[Collected data entries]
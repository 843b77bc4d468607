//! Common test utilities for devboot integration tests

use std::fs;
use std::path::{Path, PathBuf};

use assert_cmd::Command;
use tempfile::TempDir;

/// An isolated home directory plus a dotfiles source tree
#[allow(dead_code)]
pub struct TestEnv {
    /// Temporary directory
    pub temp: TempDir,
    /// Fake `$HOME`
    pub home: PathBuf,
    /// Source root passed to devboot
    pub source: PathBuf,
    /// `TMPDIR` for the child, so leftover scratch dirs can be counted
    pub tmp: PathBuf,
}

#[allow(dead_code)]
impl TestEnv {
    pub fn new() -> Self {
        let temp = TempDir::new().expect("Failed to create temp directory");
        let home = temp.path().join("home");
        let source = temp.path().join("dotfiles");
        let tmp = temp.path().join("tmp");
        for dir in [&home, &source, &tmp] {
            fs::create_dir_all(dir).expect("Failed to create test directory");
        }
        Self {
            temp,
            home,
            source,
            tmp,
        }
    }

    /// Source tree with an entry point and one supporting module
    pub fn with_config_source(self) -> Self {
        self.write_source("nvim/init.lua", "require('config')\n");
        self.write_source("nvim/lua/config/init.lua", "vim.g.mapleader = ' '\n");
        self
    }

    pub fn write_source(&self, rel: &str, content: &str) {
        write_file(&self.source.join(rel), content);
    }

    pub fn write_home(&self, rel: &str, content: &str) {
        write_file(&self.home.join(rel), content);
    }

    pub fn config_target(&self) -> PathBuf {
        self.home.join(".config/nvim")
    }

    /// Sibling backups of the config target
    pub fn backups(&self) -> Vec<PathBuf> {
        let parent = self.home.join(".config");
        let Ok(entries) = fs::read_dir(&parent) else {
            return Vec::new();
        };
        let mut backups: Vec<PathBuf> = entries
            .filter_map(Result::ok)
            .filter(|e| e.file_name().to_string_lossy().starts_with("nvim.backup."))
            .map(|e| e.path())
            .collect();
        backups.sort();
        backups
    }

    pub fn scratch_dirs(&self) -> usize {
        fs::read_dir(&self.tmp)
            .map(|entries| {
                entries
                    .filter_map(Result::ok)
                    .filter(|e| e.file_name().to_string_lossy().starts_with("devboot-"))
                    .count()
            })
            .unwrap_or(0)
    }

    /// Gzip tarball at the default archive location
    pub fn write_archive(&self, entries: &[(&str, &str)]) {
        let path = self.source.join("assets/jira-cli.tar.gz");
        fs::create_dir_all(path.parent().unwrap()).unwrap();
        let file = fs::File::create(&path).unwrap();
        let encoder = flate2::write::GzEncoder::new(file, flate2::Compression::default());
        let mut builder = tar::Builder::new(encoder);
        for (name, contents) in entries {
            let mut header = tar::Header::new_gnu();
            header.set_size(contents.len() as u64);
            header.set_mode(0o755);
            header.set_cksum();
            builder
                .append_data(&mut header, name, contents.as_bytes())
                .unwrap();
        }
        builder.into_inner().unwrap().finish().unwrap();
    }

    /// devboot with every user-level location redirected into the temp dir
    pub fn devboot_cmd(&self) -> Command {
        let mut cmd = devboot_cmd();
        cmd.current_dir(&self.source)
            .env("HOME", &self.home)
            .env("XDG_CONFIG_HOME", self.home.join(".config"))
            .env("XDG_DATA_HOME", self.home.join(".local/share"))
            .env("TMPDIR", &self.tmp)
            .env("DEVBOOT_PLATFORM", "macos")
            .env_remove("DEVBOOT_SOURCE_DIR")
            .env_remove("RUST_LOG");
        cmd
    }
}

impl Default for TestEnv {
    fn default() -> Self {
        Self::new()
    }
}

// Temporary fix for deprecated cargo_bin - will be updated when build-dir issues are resolved
#[allow(deprecated)]
pub fn devboot_cmd() -> Command {
    Command::cargo_bin("devboot").unwrap()
}

fn write_file(path: &Path, content: &str) {
    if let Some(parent) = path.parent() {
        fs::create_dir_all(parent).expect("Failed to create parent directory");
    }
    fs::write(path, content).expect("Failed to write file");
}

● Exercise description
Lines from the one containing "fn default() ->" to the last line above, both included: copy these exactly and write nothing else.

● Written answer
    fn default() -> Self {
        Self::new()
    }
}

// Temporary fix for deprecated cargo_bin - will be updated when build-dir issues are resolved
#[allow(deprecated)]
pub fn devboot_cmd() -> Command {
    Command::cargo_bin("devboot").unwrap()
}

fn write_file(path: &Path, content: &str) {
    if let Some(parent) = path.parent() {
        fs::create_dir_all(parent).expect("Failed to create parent directory");
    }
    fs::write(path, content).expect("Failed to write file");
}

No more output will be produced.